**SUPPLIED ENTRIES**

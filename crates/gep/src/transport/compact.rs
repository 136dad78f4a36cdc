//! Compact measurement codec.
//!
//! The compact format is a fixed-layout, big-endian, per-record encoding:
//! one state-flag byte, a 16-bit signal index, a float32 value, and zero,
//! two, four, or eight bytes of timestamp depending on the state flags
//! and the subscription's time options.

use super::constants::CompactFlags;
use super::error::{Error, Result};
use super::signal_index_cache::SignalIndexCache;
use super::types::Measurement;
use crate::util::time::TICKS_PER_MILLISECOND;

/// Expand one compact state-flag byte into the full 32-bit flags word.
pub fn map_to_full_flags(compact_flags: u8) -> u32 {
    let mut full_flags = 0;

    if compact_flags & CompactFlags::DATA_RANGE != 0 {
        full_flags |= CompactFlags::DATA_RANGE_MASK;
    }
    if compact_flags & CompactFlags::DATA_QUALITY != 0 {
        full_flags |= CompactFlags::DATA_QUALITY_MASK;
    }
    if compact_flags & CompactFlags::TIME_QUALITY != 0 {
        full_flags |= CompactFlags::TIME_QUALITY_MASK;
    }
    if compact_flags & CompactFlags::SYSTEM_ISSUE != 0 {
        full_flags |= CompactFlags::SYSTEM_ISSUE_MASK;
    }
    if compact_flags & CompactFlags::CALCULATED_VALUE != 0 {
        full_flags |= CompactFlags::CALCULATED_VALUE_MASK;
    }
    if compact_flags & CompactFlags::DISCARDED_VALUE != 0 {
        full_flags |= CompactFlags::DISCARDED_VALUE_MASK;
    }

    full_flags
}

/// Summarize a full 32-bit flags word into the compact state-flag bits.
pub fn map_to_compact_flags(full_flags: u32) -> u8 {
    let mut compact_flags = 0;

    if full_flags & CompactFlags::DATA_RANGE_MASK != 0 {
        compact_flags |= CompactFlags::DATA_RANGE;
    }
    if full_flags & CompactFlags::DATA_QUALITY_MASK != 0 {
        compact_flags |= CompactFlags::DATA_QUALITY;
    }
    if full_flags & CompactFlags::TIME_QUALITY_MASK != 0 {
        compact_flags |= CompactFlags::TIME_QUALITY;
    }
    if full_flags & CompactFlags::SYSTEM_ISSUE_MASK != 0 {
        compact_flags |= CompactFlags::SYSTEM_ISSUE;
    }
    if full_flags & CompactFlags::CALCULATED_VALUE_MASK != 0 {
        compact_flags |= CompactFlags::CALCULATED_VALUE;
    }
    if full_flags & CompactFlags::DISCARDED_VALUE_MASK != 0 {
        compact_flags |= CompactFlags::DISCARDED_VALUE;
    }

    compact_flags
}

/// Codec for compact measurement records within one data packet.
///
/// Stateless per record: every record carries everything needed to decode
/// it, given the subscription's cache and base time offsets.
pub struct CompactMeasurement<'a> {
    cache: &'a SignalIndexCache,
    base_time_offsets: [i64; 2],
    include_time: bool,
    use_millisecond_resolution: bool,
}

impl<'a> CompactMeasurement<'a> {
    /// Create a codec bound to a subscription's cache and time options.
    pub fn new(
        cache: &'a SignalIndexCache,
        base_time_offsets: [i64; 2],
        include_time: bool,
        use_millisecond_resolution: bool,
    ) -> Self {
        Self {
            cache,
            base_time_offsets,
            include_time,
            use_millisecond_resolution,
        }
    }

    /// Byte length of a record given its base-time-offset flag.
    pub fn measurement_byte_length(&self, using_base_time_offset: bool) -> usize {
        let mut byte_length = 7;

        if self.include_time {
            if !using_base_time_offset {
                byte_length += 8;
            } else if !self.use_millisecond_resolution {
                byte_length += 4;
            } else {
                byte_length += 2;
            }
        }

        byte_length
    }

    /// Parse one record at `*offset`, advancing `*offset` past it.
    ///
    /// Record-level failures ([`Error::UnknownSignalIndex`],
    /// [`Error::MissingBaseTime`]) still advance past the record so the
    /// caller can skip it and continue; [`Error::NotEnoughData`] leaves
    /// the offset untouched.
    pub fn try_parse(&self, buffer: &[u8], offset: &mut usize) -> Result<Measurement> {
        let available = buffer.len() - *offset;
        if available < 1 {
            return Err(Error::NotEnoughData {
                needed: 1,
                available,
            });
        }

        let compact_flags = buffer[*offset];
        let using_base_time_offset = compact_flags & CompactFlags::BASE_TIME_OFFSET != 0;
        let time_index = usize::from(compact_flags & CompactFlags::TIME_INDEX != 0);

        let record_length = self.measurement_byte_length(using_base_time_offset);
        if available < record_length {
            return Err(Error::NotEnoughData {
                needed: record_length,
                available,
            });
        }

        let record = &buffer[*offset..*offset + record_length];
        *offset += record_length;

        let signal_index = u16::from_be_bytes([record[1], record[2]]);
        let Some((signal_id, source, id)) = self.cache.measurement_key(signal_index) else {
            return Err(Error::UnknownSignalIndex(signal_index));
        };

        if using_base_time_offset && self.base_time_offsets[time_index] == 0 {
            return Err(Error::MissingBaseTime(time_index));
        }

        let value = f32::from_be_bytes([record[3], record[4], record[5], record[6]]);

        let timestamp = if !self.include_time {
            0
        } else if !using_base_time_offset {
            i64::from_be_bytes(record[7..15].try_into().unwrap_or_default())
        } else if !self.use_millisecond_resolution {
            let ticks = u32::from_be_bytes(record[7..11].try_into().unwrap_or_default());
            i64::from(ticks) + self.base_time_offsets[time_index]
        } else {
            let millis = u16::from_be_bytes([record[7], record[8]]);
            i64::from(millis) * TICKS_PER_MILLISECOND + self.base_time_offsets[time_index]
        };

        Ok(Measurement {
            signal_id,
            source: source.to_string(),
            id,
            value: f64::from(value),
            timestamp,
            flags: map_to_full_flags(compact_flags),
            ..Default::default()
        })
    }

    /// Append the compact encoding of one measurement.
    ///
    /// `signal_index` is the runtime alias the receiving end knows the
    /// signal by; `time_index` selects which base time offset to encode
    /// against when one is usable.
    pub fn encode(
        &self,
        signal_index: u16,
        measurement: &Measurement,
        time_index: usize,
        buffer: &mut Vec<u8>,
    ) {
        let mut compact_flags = map_to_compact_flags(measurement.flags);
        let base = self.base_time_offsets[time_index];

        let using_base_time_offset = self.include_time
            && base != 0
            && measurement.timestamp >= base
            && if self.use_millisecond_resolution {
                (measurement.timestamp - base) / TICKS_PER_MILLISECOND <= i64::from(u16::MAX)
            } else {
                measurement.timestamp - base <= i64::from(u32::MAX)
            };

        if using_base_time_offset {
            compact_flags |= CompactFlags::BASE_TIME_OFFSET;
            if time_index == 1 {
                compact_flags |= CompactFlags::TIME_INDEX;
            }
        }

        buffer.push(compact_flags);
        buffer.extend_from_slice(&signal_index.to_be_bytes());
        buffer.extend_from_slice(&(measurement.value as f32).to_be_bytes());

        if self.include_time {
            if !using_base_time_offset {
                buffer.extend_from_slice(&measurement.timestamp.to_be_bytes());
            } else if !self.use_millisecond_resolution {
                let offset = (measurement.timestamp - base) as u32;
                buffer.extend_from_slice(&offset.to_be_bytes());
            } else {
                let millis = ((measurement.timestamp - base) / TICKS_PER_MILLISECOND) as u16;
                buffer.extend_from_slice(&millis.to_be_bytes());
            }
        }
    }
}

#[cfg(test)]
mod tests {
    use super::*;
    use crate::transport::constants::StateFlags;
    use uuid::Uuid;

    fn cache_with(signal_index: u16) -> SignalIndexCache {
        let mut cache = SignalIndexCache::new();
        cache.add_measurement_key(signal_index, Uuid::new_v4(), "PPA", 7);
        cache
    }

    #[test]
    fn test_parse_full_timestamp() {
        // Known wire bytes: flags 0, index 0x002A, value pi, ticks 8.
        let bytes: [u8; 15] = [
            0x00, 0x00, 0x2A, 0x40, 0x49, 0x0F, 0xDB, 0x00, 0x00, 0x00, 0x00, 0x00, 0x00, 0x00,
            0x08,
        ];
        let cache = cache_with(0x002A);
        let codec = CompactMeasurement::new(&cache, [0, 0], true, false);

        let mut offset = 0;
        let m = codec.try_parse(&bytes, &mut offset).unwrap();

        assert_eq!(offset, 15);
        assert_eq!(m.value as f32, std::f32::consts::PI);
        assert_eq!(m.timestamp, 8);
        assert_eq!(m.source, "PPA");
        assert_eq!(m.id, 7);
        assert_eq!(m.flags, 0);
    }

    #[test]
    fn test_round_trip_all_time_layouts() {
        let cache = cache_with(12);
        let base = 630_000_000_000_000_000i64;
        let timestamp = base + 1_234 * TICKS_PER_MILLISECOND;

        for (include_time, ms_resolution) in
            [(true, false), (true, true), (false, false)]
        {
            let codec = CompactMeasurement::new(&cache, [base, 0], include_time, ms_resolution);
            let m = Measurement {
                signal_id: cache.signal_id(12).unwrap(),
                source: "PPA".into(),
                id: 7,
                value: 59.975,
                timestamp,
                flags: map_to_full_flags(CompactFlags::DATA_QUALITY),
                ..Default::default()
            };

            let mut buffer = Vec::new();
            codec.encode(12, &m, 0, &mut buffer);

            let mut offset = 0;
            let parsed = codec.try_parse(&buffer, &mut offset).unwrap();
            assert_eq!(offset, buffer.len());

            assert_eq!(parsed.signal_id, m.signal_id);
            assert_eq!(parsed.value as f32, 59.975f32);
            assert_eq!(parsed.flags, m.flags);

            if include_time {
                // The millisecond path quantizes to whole milliseconds.
                assert_eq!(parsed.timestamp, m.timestamp);
            } else {
                assert_eq!(parsed.timestamp, 0);
            }
        }
    }

    #[test]
    fn test_full_timestamp_when_offset_overflows() {
        let cache = cache_with(3);
        let base = 1_000;
        let codec = CompactMeasurement::new(&cache, [base, 0], true, false);

        let m = Measurement {
            timestamp: base + i64::from(u32::MAX) + 1,
            ..Default::default()
        };

        let mut buffer = Vec::new();
        codec.encode(3, &m, 0, &mut buffer);

        // Falls back to the 15-byte layout with a full 8-byte timestamp.
        assert_eq!(buffer.len(), 15);
        assert_eq!(buffer[0] & CompactFlags::BASE_TIME_OFFSET, 0);

        let mut offset = 0;
        assert_eq!(codec.try_parse(&buffer, &mut offset).unwrap().timestamp, m.timestamp);
    }

    #[test]
    fn test_not_enough_data_keeps_offset() {
        let cache = cache_with(1);
        let codec = CompactMeasurement::new(&cache, [0, 0], true, false);

        let mut offset = 0;
        let err = codec.try_parse(&[0x00, 0x00, 0x01], &mut offset).unwrap_err();
        assert!(err.is_resumable());
        assert_eq!(offset, 0);
    }

    #[test]
    fn test_unknown_index_skips_record() {
        let cache = cache_with(1);
        let codec = CompactMeasurement::new(&cache, [0, 0], true, false);

        let mut buffer = Vec::new();
        let m = Measurement {
            timestamp: 99,
            value: 1.0,
            ..Default::default()
        };
        codec.encode(2, &m, 0, &mut buffer); // index 2 is not cached
        codec.encode(1, &m, 0, &mut buffer);

        let mut offset = 0;
        let err = codec.try_parse(&buffer, &mut offset).unwrap_err();
        assert!(matches!(err, Error::UnknownSignalIndex(2)));
        assert_eq!(offset, 15); // skipped past the bad record

        let parsed = codec.try_parse(&buffer, &mut offset).unwrap();
        assert_eq!(parsed.timestamp, 99);
    }

    #[test]
    fn test_missing_base_time() {
        let cache = cache_with(1);
        // Decoder has no base times yet; record claims slot 1.
        let codec = CompactMeasurement::new(&cache, [0, 0], true, false);

        let mut record = vec![CompactFlags::BASE_TIME_OFFSET | CompactFlags::TIME_INDEX];
        record.extend_from_slice(&1u16.to_be_bytes());
        record.extend_from_slice(&1.0f32.to_be_bytes());
        record.extend_from_slice(&500u32.to_be_bytes());

        let mut offset = 0;
        let err = codec.try_parse(&record, &mut offset).unwrap_err();
        assert!(matches!(err, Error::MissingBaseTime(1)));
        assert_eq!(offset, record.len());
    }

    #[test]
    fn test_flag_mapping_round_trip() {
        let compact = CompactFlags::DATA_RANGE
            | CompactFlags::TIME_QUALITY
            | CompactFlags::DISCARDED_VALUE;
        let full = map_to_full_flags(compact);

        assert_ne!(full & StateFlags::OVER_RANGE_ERROR, 0);
        assert_ne!(full & StateFlags::BAD_TIME, 0);
        assert_ne!(full & StateFlags::DISCARDED_VALUE, 0);
        assert_eq!(map_to_compact_flags(full), compact);
    }
}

**TASK DESCRIPTION**
Each line in the records above with "super" must be returned.

**RESPONSE AREA**
use super::constants::CompactFlags;
use super::error::{Error, Result};
use super::signal_index_cache::SignalIndexCache;
use super::types::Measurement;
    use super::*;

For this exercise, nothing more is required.